Junior Inquisitor

Junior Inquisitor

Saturday, May 16, 2015

Marketing is not Sales

Okay it's been a while, but hey, I've been editing number two so that those few who read this will know that another Brother Sebastian story is on the way. Since my last post I have continued to try to convince a wide, diverse group of people that my book is something that they can not live with out.

Via Twitter, this blog, a very long and far flung blog tour, Friends, co-workers, neighbors, and people I have chased down the street, Facebook, Alumni reports, and I'll even be going to a book fair next Saturday, I have spread the word about Junior Inquisitor.

Yes you should come out to Manassas, meet me and eat some of the candy I'll be bringing. Oh yea, and buy a signed copy of my book!

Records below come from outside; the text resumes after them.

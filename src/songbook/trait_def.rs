//! SongbookStore trait definition.

use super::error::SongbookResult;
use super::models::*;

/// Storage for songs, arrangements and everything users attach to them.
///
/// Write operations that change a denormalized counter (rating aggregates,
/// setlist usage counts) recompute it within the same transaction.
pub trait SongbookStore: Send + Sync {
    // =========================================================================
    // Songs
    // =========================================================================

    fn create_song(&self, user_id: usize, song: NewSong) -> SongbookResult<Song>;

    fn get_song(&self, id: &str) -> SongbookResult<Song>;

    fn update_song(&self, id: &str, ctx: &UserContext, update: SongUpdate)
        -> SongbookResult<Song>;

    /// Deletes the song along with its themes, verses, comments, reviews and
    /// setlist entries. Arrangements lose the song, and arrangements left
    /// without songs are deleted.
    fn delete_song(&self, id: &str, ctx: &UserContext) -> SongbookResult<()>;

    fn list_songs(&self, query: &SongQuery) -> SongbookResult<Page<Song>>;

    /// Full text search over title, artist, lyrics and themes, best match first.
    fn search_songs(&self, query: &str, limit: usize) -> SongbookResult<Vec<Song>>;

    /// Returns the new view count.
    fn increment_song_views(&self, id: &str) -> SongbookResult<u64>;

    fn get_song_summaries(&self) -> SongbookResult<Vec<SongSummary>>;

    fn count_songs(&self) -> SongbookResult<usize>;

    // =========================================================================
    // Arrangements
    // =========================================================================

    fn create_arrangement(
        &self,
        user_id: usize,
        arrangement: NewArrangement,
    ) -> SongbookResult<Arrangement>;

    fn get_arrangement(&self, id: &str) -> SongbookResult<Arrangement>;

    /// Arrangements that include the song, mashups included.
    fn list_song_arrangements(&self, song_id: &str) -> SongbookResult<Vec<Arrangement>>;

    fn update_arrangement(
        &self,
        id: &str,
        ctx: &UserContext,
        update: ArrangementUpdate,
    ) -> SongbookResult<Arrangement>;

    fn delete_arrangement(&self, id: &str, ctx: &UserContext) -> SongbookResult<()>;

    fn increment_arrangement_views(&self, id: &str) -> SongbookResult<u64>;

    fn count_arrangements(&self) -> SongbookResult<usize>;

    // =========================================================================
    // Reviews
    // =========================================================================

    /// Creates or replaces the user's review of the target.
    fn upsert_review(
        &self,
        user_id: usize,
        target: &ReviewTarget,
        review: NewReview,
    ) -> SongbookResult<Review>;

    fn delete_review(&self, user_id: usize, target: &ReviewTarget) -> SongbookResult<()>;

    fn list_reviews(&self, target: &ReviewTarget) -> SongbookResult<Vec<Review>>;

    fn get_user_review(
        &self,
        user_id: usize,
        target: &ReviewTarget,
    ) -> SongbookResult<Option<Review>>;

    // =========================================================================
    // Verses and comments
    // =========================================================================

    fn add_verse(&self, song_id: &str, user_id: usize, verse: NewVerse) -> SongbookResult<Verse>;

    /// Newest first.
    fn list_verses(&self, song_id: &str) -> SongbookResult<Vec<Verse>>;

    fn delete_verse(&self, song_id: &str, verse_id: &str, ctx: &UserContext)
        -> SongbookResult<()>;

    fn add_comment(
        &self,
        song_id: &str,
        user_id: usize,
        comment: NewComment,
    ) -> SongbookResult<Comment>;

    /// Oldest first.
    fn list_comments(&self, song_id: &str) -> SongbookResult<Vec<Comment>>;

    fn delete_comment(
        &self,
        song_id: &str,
        comment_id: &str,
        ctx: &UserContext,
    ) -> SongbookResult<()>;

    // =========================================================================
    // Setlists
    // =========================================================================

    fn create_setlist(&self, user_id: usize, setlist: NewSetlist) -> SongbookResult<Setlist>;

    /// A private setlist is only visible to its owner, others get NotFound.
    fn get_setlist(&self, id: &str, viewer: Option<usize>) -> SongbookResult<Setlist>;

    fn list_user_setlists(&self, user_id: usize) -> SongbookResult<Vec<Setlist>>;

    fn update_setlist(
        &self,
        id: &str,
        user_id: usize,
        update: SetlistUpdate,
    ) -> SongbookResult<Setlist>;

    fn add_setlist_entries(
        &self,
        id: &str,
        user_id: usize,
        entries: Vec<SetlistEntry>,
    ) -> SongbookResult<Setlist>;

    fn remove_setlist_entries(
        &self,
        id: &str,
        user_id: usize,
        positions: Vec<usize>,
    ) -> SongbookResult<Setlist>;

    fn move_setlist_entry(
        &self,
        id: &str,
        user_id: usize,
        from: usize,
        to: usize,
    ) -> SongbookResult<Setlist>;

    fn delete_setlist(&self, id: &str, user_id: usize) -> SongbookResult<()>;

    fn count_setlists(&self) -> SongbookResult<usize>;

    // =========================================================================
    // Per-user stats
    // =========================================================================

    fn count_user_content(&self, user_id: usize) -> SongbookResult<ContentCounts>;
}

Last I checked I have somewhere around 13K followers on Twitter, I have several hundred friends on Facebook, a couple dozen flesh and blood friends, a few score of coworkers, and a decent size family, all of whom have, at some level, bought, reviewed, spread the word for and with me about my book. I have quite a few (over twenty-five 5 star) reviews on Amazon out of thirty total, and third of my five stars are verified purchases. Multiple times I have been complimented on my clever marketing pitches, I have had people share my giggle inducing ads, been number one in several people's networks and advertise to a rather large audience.


The results – modest at best sales. I can not even claim to be a mid-list author, like Rick Gualtieri. According to Kindle Direct sales, I have not sold a single copy in Canada, a country of thirty million, that speaks English, where I have several cousins and a few fans. I have broken triple digits in book sales, but it maybe a long hard slog to crack four.

As far as I can tell, I have done most everything correctly, I have marketed the hell out of Junior Inquisitor, I have done so in a clever and unique way, that is still appealing, my audience consists primarily of authors and readers who should be receptive to my pitches. Those who have read my story have, for the most part, really enjoyed it, and have become fans, sharing their enjoyment with others, spreading the word. And yet.

So the moral here is that marketing, while essential to the self and indy publisher is not a guarantee of success. Good marketing is not good sales. Fate, luck, or what ever you wish to call it, plays a role. Now, in no way am I suggesting that the hard work of shouting the message - “Buy Junior Inquisitor, you will like it,” day after day in a variety of ways and forums is not rewarded. Luck may assist, but will never replace hard work.


Next steps – Obviously I don't quit, wailing that the world doesn't love me and my stories while gnashing my teeth or rending my clothes all dramatic like.

I am neither that shallow, not that childish.



I will continue to edit The Soulless Monk, until it is ready to go, decide on cover art, tag lines, blurbs, and everything else that needs to be done for a book launch. Marketing continues, but soon it will be for both books.

At some point, I'll hit a tipping point, and my books will sell in volumes I can appreciate. Maybe it will happen with The Soulless Monk, maybe it will happen ten books into the series. So I continue on, working hard and fighting the good fight until I have bent the world to my will and am victorious as I define it.

                            So where can you get my book?  Good question -
                   Amazon - http://goo.gl/D6KrbX
                  Smashwords - http://goo.gl/XsGgAC
                  Nook - http://goo.gl/MVLXia
               Google Play - http://goo.gl/g2kNPa




Lynn Lamb said...

I follow you on Twitter and I wanted to say thank you so much for writing this. I released a book today with "modest at best" sales, too. It was brave of you to write this and I really appreciate it.

Charmaine Gordon said...

Best to you, my new writer friend. We write, promo and do all we can to get our books out there. Charmaine, author of many Romance/suspense stories. Love me, love my books.

Farish's Freehold said...

I have come to think of writing as business, and the author has to do all of the work if they want to be sucessful.